Archive for the ‘general’ Category

We Demand More Like Andrew Ng!

Wednesday, August 9th, 2017

Just learned Andrew Ng will start a deep learning coursera class . I’m very excited to hear it. From my shallow experience and knowledge in industry and academia, we as a healthy society need or should demand such serious education effort.

Thanks to the huge success from Fei-Fei Li’s ImageNet, the deep learning that Jeff Hinton visioned and started, and carried on by Joshua Bengio and Yann LeCunn, made household known by DeepMind’s AlphaGo. Now almost everywhere people talk about machine learning, artificial intelligence, deep learning, etc. In particular, industry across fields has been embracing such technology like never before. All the sudden, small startups of a few people with a few know-hows get acquired, the speed of such acquisition is also unprecedented.  Money, vanity, etc fly high like all the old shows/bubbles we have seen in the past decades. Yet, I don’t think it is a bubble. Deep learning is for real and will revolutionize many industries, unleash human potential just like what electricity did on our humanity. All in all, there are a few cloud that could upend such prosperity.

The first is there is huge disparity between what industries need and what the talent could offer. Like Thomas Freeman once said(loosely cite here), breakthrough is what desperately needed meet all the sudden available. The human society need a long overdue efficiency upgrade, especially after internet. In 2012, deep learning came out seemingly nowhere. All the sudden many things seemingly only human can solve were solved by this mysterious thing called deep learning. The talents became the blood/resource that everybody want. Yet, in large part, the whole academia world wasn’t there for the nurturing and birth of deep learning of course can’t produce enough such talents. But demands just keep piling up. So we end up with lots of expedite “talents”. Among few real talents, there are a lot of less well-trained, who were exposed to too cozy environment/problems. Undoubtedly many of them will not be able to live up the industry demands in many ways. Sooner or later, disappointments will be everyone’s focus.

The second is that academia really don’t have time to prepare the whole field with strong and solid theory foundation. We still don’t know why deep learning works, there are some educated guesses, but a clear explanation is absent. I haven’t seen any great advancement sustain ups and downs with no mathematics foundation.

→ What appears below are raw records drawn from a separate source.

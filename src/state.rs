//! Shared application state
//!
//! Este módulo define el estado compartido de la aplicación que se pasa
//! a través del router de Axum.

use crate::config::{EnvironmentConfig, MaintenanceCatalog};
use crate::services::photo_storage::PhotoStorage;
use sqlx::PgPool;

#[derive(Clone)]
pub struct AppState {
    pub pool: PgPool,
    pub config: EnvironmentConfig,
    pub catalog: MaintenanceCatalog,
    pub storage: PhotoStorage,
}

impl AppState {
    pub fn new(pool: PgPool, config: EnvironmentConfig, catalog: MaintenanceCatalog) -> Self {
        let storage = PhotoStorage::new(&config.upload_dir);
        Self {
            pool,
            config,
            catalog,
            storage,
        }
    }
}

I should stop here, too much nagging. What I want to say is that we as a society should demand more people like Andrew Ng and even beyond. Things happen for a reason and exist for reasons too, our society need demand more to advance humanity.

nvidia_346_uvm error in Caffe on AWS g2 instance

Tuesday, July 26th, 2016

I got the following error after rebooted my G2 instance. The code is in Python and prior to the reboot, it works fine.

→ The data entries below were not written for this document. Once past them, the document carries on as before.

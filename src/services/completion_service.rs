//! Transición de completado de tareas
//!
//! Única operación que muta el estado además de la asignación: valida la
//! tarea, normaliza cantidades de piezas, reemplaza el conjunto de piezas
//! completo, añade las fotos aceptadas (append-only) y registra estado,
//! firma y marca temporal de completado. El instante "ahora" lo inyecta
//! el llamador.

use crate::models::task::{PhotoKind, Task, STATUS_COMPLETED, STATUS_PENDING};
use crate::repositories::task_repository::TaskRepository;
use crate::utils::errors::{not_found_error, AppResult};
use crate::utils::validation::allowed_file;
use chrono::{DateTime, Utc};
use sqlx::PgPool;
use tracing::{info, warn};

/// Pieza seleccionada en el envío de completado, con la cantidad tal cual
/// llegó del formulario (puede faltar o no ser numérica).
#[derive(Debug, Clone)]
pub struct PartSelection {
    pub name: String,
    pub quantity: Option<String>,
}

/// Referencia de foto ya subida, lista para adjuntar si pasa el filtro de
/// extensión.
#[derive(Debug, Clone)]
pub struct PhotoAttachment {
    pub kind: PhotoKind,
    pub filename: String,
}

/// Datos de un envío de completado.
#[derive(Debug, Clone, Default)]
pub struct CompletionSubmission {
    /// Estado solicitado; vacío o ausente cae a `completed`.
    pub status: Option<String>,
    pub signature: String,
    pub parts: Vec<PartSelection>,
    pub photos: Vec<PhotoAttachment>,
}

/// Normaliza una cantidad enviada: lo que no se pueda leer como entero
/// positivo se convierte en 1, y nunca baja de 1.
pub fn coerce_quantity(raw: Option<&str>) -> i64 {
    raw.and_then(|value| value.trim().parse::<i64>().ok())
        .unwrap_or(1)
        .max(1)
}

/// Resuelve las selecciones a un conjunto (nombre, cantidad) sin
/// duplicados. Si una pieza se repite en el envío, la última cantidad gana.
pub fn resolve_parts(selections: &[PartSelection]) -> Vec<(String, i64)> {
    let mut resolved: Vec<(String, i64)> = Vec::new();

    for selection in selections {
        let qty = coerce_quantity(selection.quantity.as_deref());
        match resolved.iter_mut().find(|(name, _)| *name == selection.name) {
            Some(entry) => entry.1 = qty,
            None => resolved.push((selection.name.clone(), qty)),
        }
    }

    resolved
}

/// Filtra las fotos al conjunto aceptado; las rechazadas se registran y se
/// descartan en silencio, nunca son un error.
pub fn accepted_photos(photos: &[PhotoAttachment]) -> Vec<(PhotoKind, String)> {
    let mut accepted = Vec::new();

    for photo in photos {
        if allowed_file(&photo.filename) {
            accepted.push((photo.kind, photo.filename.clone()));
        } else {
            warn!(
                "🚫 Foto '{}' ({}) ignorada: extensión no aceptada",
                photo.filename,
                photo.kind.as_str()
            );
        }
    }

    accepted
}

pub struct CompletionService {
    tasks: TaskRepository,
}

impl CompletionService {
    pub fn new(pool: PgPool) -> Self {
        Self {
            tasks: TaskRepository::new(pool),
        }
    }

    /// Aplica la transición de completado. Falla con `NotFound` si la
    /// tarea no existe; un reenvío posterior está permitido y simplemente
    /// sobrescribe estado, firma y piezas (las fotos se acumulan).
    pub async fn complete_task(
        &self,
        task_id: i64,
        submission: CompletionSubmission,
        now: DateTime<Utc>,
    ) -> AppResult<Task> {
        self.tasks
            .find_by_id(task_id)
            .await?
            .ok_or_else(|| not_found_error("Task", &task_id.to_string()))?;

        let status = submission
            .status
            .as_deref()
            .map(str::trim)
            .filter(|s| !s.is_empty())
            .unwrap_or(STATUS_COMPLETED)
            .to_string();

        if status != STATUS_PENDING && status != STATUS_COMPLETED {
            // Permisividad heredada: se acepta tal cual, pero queda rastro.
            warn!("📋 Tarea {}: estado no estándar '{}'", task_id, status);
        }

        let parts = resolve_parts(&submission.parts);
        let photos = accepted_photos(&submission.photos);

        let task = self
            .tasks
            .apply_completion(
                task_id,
                &status,
                now,
                submission.signature.trim(),
                &parts,
                &photos,
            )
            .await?;

        info!(
            "✅ Tarea {} actualizada: estado '{}', {} pieza(s), {} foto(s) nuevas",
            task_id,
            status,
            parts.len(),
            photos.len()
        );
        Ok(task)
    }
}

#[cfg(test)]
mod tests {
    use super::*;

    fn selection(name: &str, quantity: Option<&str>) -> PartSelection {
        PartSelection {
            name: name.to_string(),
            quantity: quantity.map(|q| q.to_string()),
        }
    }

    #[test]
    fn quantity_is_coerced_to_positive_integer() {
        assert_eq!(coerce_quantity(Some("4")), 4);
        assert_eq!(coerce_quantity(Some(" 2 ")), 2);
        assert_eq!(coerce_quantity(Some("abc")), 1);
        assert_eq!(coerce_quantity(Some("")), 1);
        assert_eq!(coerce_quantity(Some("0")), 1);
        assert_eq!(coerce_quantity(Some("-5")), 1);
        assert_eq!(coerce_quantity(Some("2.5")), 1);
        assert_eq!(coerce_quantity(None), 1);
    }

    #[test]
    fn resolve_keeps_selection_order() {
        let parts = resolve_parts(&[
            selection("Brake pads", Some("2")),
            selection("Engine oil", None),
            selection("Coolant", Some("abc")),
        ]);

        assert_eq!(
            parts,
            vec![
                ("Brake pads".to_string(), 2),
                ("Engine oil".to_string(), 1),
                ("Coolant".to_string(), 1),
            ]
        );
    }

    #[test]
    fn repeated_part_takes_last_quantity() {
        let parts = resolve_parts(&[
            selection("Tires", Some("2")),
            selection("Tires", Some("4")),
        ]);

        assert_eq!(parts, vec![("Tires".to_string(), 4)]);
    }

    #[test]
    fn unselected_parts_are_absent_not_zero() {
        let parts = resolve_parts(&[selection("Oil filter", Some("1"))]);

        assert_eq!(parts.len(), 1);
        assert!(parts.iter().all(|(_, qty)| *qty >= 1));
    }

    #[test]
    fn resubmission_set_stands_alone() {
        // El reemplazo es total: la resolución del segundo envío no
        // arrastra nada del primero.
        let first = resolve_parts(&[
            selection("Oil filter", Some("1")),
            selection("Brake pads", Some("2")),
        ]);
        let second = resolve_parts(&[selection("Coolant", Some("3"))]);

        assert_eq!(first.len(), 2);
        assert_eq!(second, vec![("Coolant".to_string(), 3)]);
    }

    #[test]
    fn photos_with_bad_extension_are_dropped() {
        let photos = accepted_photos(&[
            PhotoAttachment {
                kind: PhotoKind::Before,
                filename: "task9_before_20250807103000.png".to_string(),
            },
            PhotoAttachment {
                kind: PhotoKind::After,
                filename: "notes.txt".to_string(),
            },
        ]);

        assert_eq!(photos.len(), 1);
        assert_eq!(photos[0].0, PhotoKind::Before);
    }
}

modprobe: ERROR: ../libkmod/libkmod-module.c:809 kmod_module_insert_module() could not find module by name=’nvidia_346_uvm’

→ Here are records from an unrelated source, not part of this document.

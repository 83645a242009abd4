mod config;
mod controllers;
mod database;
mod dto;
mod middleware;
mod models;
mod repositories;
mod routes;
mod services;
mod state;
mod utils;

use anyhow::Result;
use axum::{response::Json, routing::get, Router};
use dotenvy::dotenv;
use serde_json::json;
use std::net::SocketAddr;
use tokio::signal;
use tower_http::{compression::CompressionLayer, trace::TraceLayer};
use tracing::{error, info};

use config::environment::EnvironmentConfig;
use config::MaintenanceCatalog;
use database::DatabaseConnection;
use middleware::cors::{cors_middleware, cors_middleware_with_origins};
use state::AppState;

#[tokio::main]
async fn main() -> Result<()> {
    // Cargar variables de entorno
    dotenv().ok();

    // Configurar logging
    tracing_subscriber::fmt()
        .with_max_level(tracing::Level::DEBUG)
        .init();

    info!("🚚 Fleet Maintenance - Motor de planificación y asignación");
    info!("==========================================================");

    // Inicializar base de datos
    let db_connection = match DatabaseConnection::new_default().await {
        Ok(conn) => conn,
        Err(e) => {
            error!("❌ Error conectando a la base de datos: {}", e);
            return Err(anyhow::anyhow!("Error de base de datos: {}", e));
        }
    };

    let pool = db_connection.pool().clone();

    // Schema y datos de demostración
    database::schema::init_schema(&pool).await?;
    database::schema::seed_demo_data(&pool).await?;

    let config = EnvironmentConfig::default();
    let catalog = MaintenanceCatalog::default();
    let app_state = AppState::new(pool, config.clone(), catalog);

    // Directorio de subida de fotos
    app_state.storage.ensure_root().await?;

    let cors = if config.cors_origins.is_empty() {
        cors_middleware()
    } else {
        cors_middleware_with_origins(config.cors_origins.clone())
    };

    // Crear router de la API
    let app = Router::new()
        .route("/test", get(test_endpoint))
        .route("/api/parts", get(parts_catalog))
        .nest("/api/tasks", routes::task_routes::create_task_router())
        .nest("/api/vehicles", routes::vehicle_routes::create_vehicle_router())
        .nest(
            "/api/technicians",
            routes::technician_routes::create_technician_router(),
        )
        .nest(
            "/api/dashboard",
            routes::dashboard_routes::create_dashboard_router(),
        )
        .nest("/uploads", routes::upload_routes::create_upload_router())
        .layer(cors)
        .layer(CompressionLayer::new())
        .layer(TraceLayer::new_for_http())
        .with_state(app_state);

    let addr: SocketAddr = config.server_url().parse()?;

    info!("🌐 Servidor iniciando en http://{}", addr);
    info!("🔍 Endpoints disponibles:");
    info!("   GET  /test - Endpoint de prueba");
    info!("📅 Endpoints - Tasks:");
    info!("   GET  /api/tasks - Listar tareas");
    info!("   GET  /api/tasks/:id - Detalle de tarea (piezas y fotos)");
    info!("   POST /api/tasks/generate - Generar tareas del horizonte");
    info!("   POST /api/tasks/auto-assign - Auto-asignar tareas pendientes");
    info!("   POST /api/tasks/:id/complete - Completar tarea (multipart)");
    info!("🚗 Endpoints - Vehicles:");
    info!("   GET  /api/vehicles - Listar vehículos");
    info!("   GET  /api/vehicles/:id - Obtener vehículo");
    info!("🔧 Endpoints - Technicians:");
    info!("   GET  /api/technicians - Listar técnicos con carga activa");
    info!("   GET  /api/technicians/:id/tasks - Tareas abiertas del técnico");
    info!("📊 Endpoints - Dashboard:");
    info!("   GET  /api/dashboard - Resumen de flota y galería");
    info!("📷 Endpoints - Uploads:");
    info!("   GET  /uploads/:filename - Servir foto almacenada");
    info!("🧾 Endpoints - Catálogo:");
    info!("   GET  /api/parts - Lista fija de piezas");

    // Iniciar servidor en background
    let server_handle = tokio::spawn(async move {
        let listener = tokio::net::TcpListener::bind(addr).await?;
        axum::serve(listener, app)
            .with_graceful_shutdown(shutdown_signal())
            .await
            .map_err(|e| {
                error!("❌ Error del servidor: {}", e);
                e
            })
    });

    // Esperar a que el servidor termine
    if let Err(e) = server_handle.await? {
        error!("❌ Servidor terminó con error: {}", e);
    }

    info!("👋 Servidor terminado");
    Ok(())
}

/// Catálogo fijo de piezas para el formulario de completado
async fn parts_catalog(
    axum::extract::State(state): axum::extract::State<AppState>,
) -> Json<Vec<String>> {
    Json(state.catalog.parts.clone())
}

/// Endpoint de prueba simple
async fn test_endpoint() -> Json<serde_json::Value> {
    Json(json!({
        "message": "¡API de mantenimiento de flota funcionando correctamente!",
        "status": "ok",
        "timestamp": chrono::Utc::now().to_rfc3339(),
    }))
}

/// Señal de apagado graceful
async fn shutdown_signal() {
    let ctrl_c = async {
        signal::ctrl_c()
            .await
            .expect("failed to install Ctrl+C handler");
    };

    #[cfg(unix)]
    let terminate = async {
        signal::unix::signal(signal::unix::SignalKind::terminate())
            .expect("failed to install signal handler")
            .recv()
            .await;
    };

    #[cfg(not(unix))]
    let terminate = std::future::pending::<()>();

    tokio::select! {
        _ = ctrl_c => {
            info!("🛑 Señal Ctrl+C recibida, apagando servidor...");
        },
        _ = terminate => {
            info!("🛑 Señal de terminación recibida, apagando servidor...");
        },
    }
}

modprobe: ERROR: could not insert ‘nvidia_346_uvm’: Function not implemented

I googled around and found no direct solution so took a stab myself by doing:

sudo apt-get remove nvidia-346-uvm

and then reboot.

Surprise. It works!

Still don’t know why it works.

Simple But Surprisingly Good Clustering “Algorithm”

Sunday, January 17th, 2016

This is one of those jaw dropping papers. Density Clustering, astonishingly simple and yet phonemically performance. No need to put it into math and hardly call it an “algorithm” (truly an algorithm).  Here is how it works:

Given a distance/similarity matrix (pairwise distance/similarity for all data points) and a cutoff distance/similarity.

  1. For every point, count how many other points are within the cutoff distance. The count is the density of the current point.
  2. For every point, find all other points having a higher density. Among those with higher density, find the smallest distance, and use it as the current point’s distance.
  3. Plot density vs distance.
  4. All the outliers in the plot are cluster centers.
  5. Assign each point the cluster of its nearest neighbor.

No any fancy math, and it seems work. It has R library too. Well done.

Spark Error: Too many open files

Monday, December 22nd, 2014

This is a typical Spark error happens on Ubuntu (probably other Linux versions too). To resolve it, one could do the following:

Change this file /etc/security/limits.conf

to add:

* soft nofile 55000
* hard nofile 55000

55000 is the one I use for example, you could choose larger or smaller number, it means, we allow the system to handle open as many as 55000 files.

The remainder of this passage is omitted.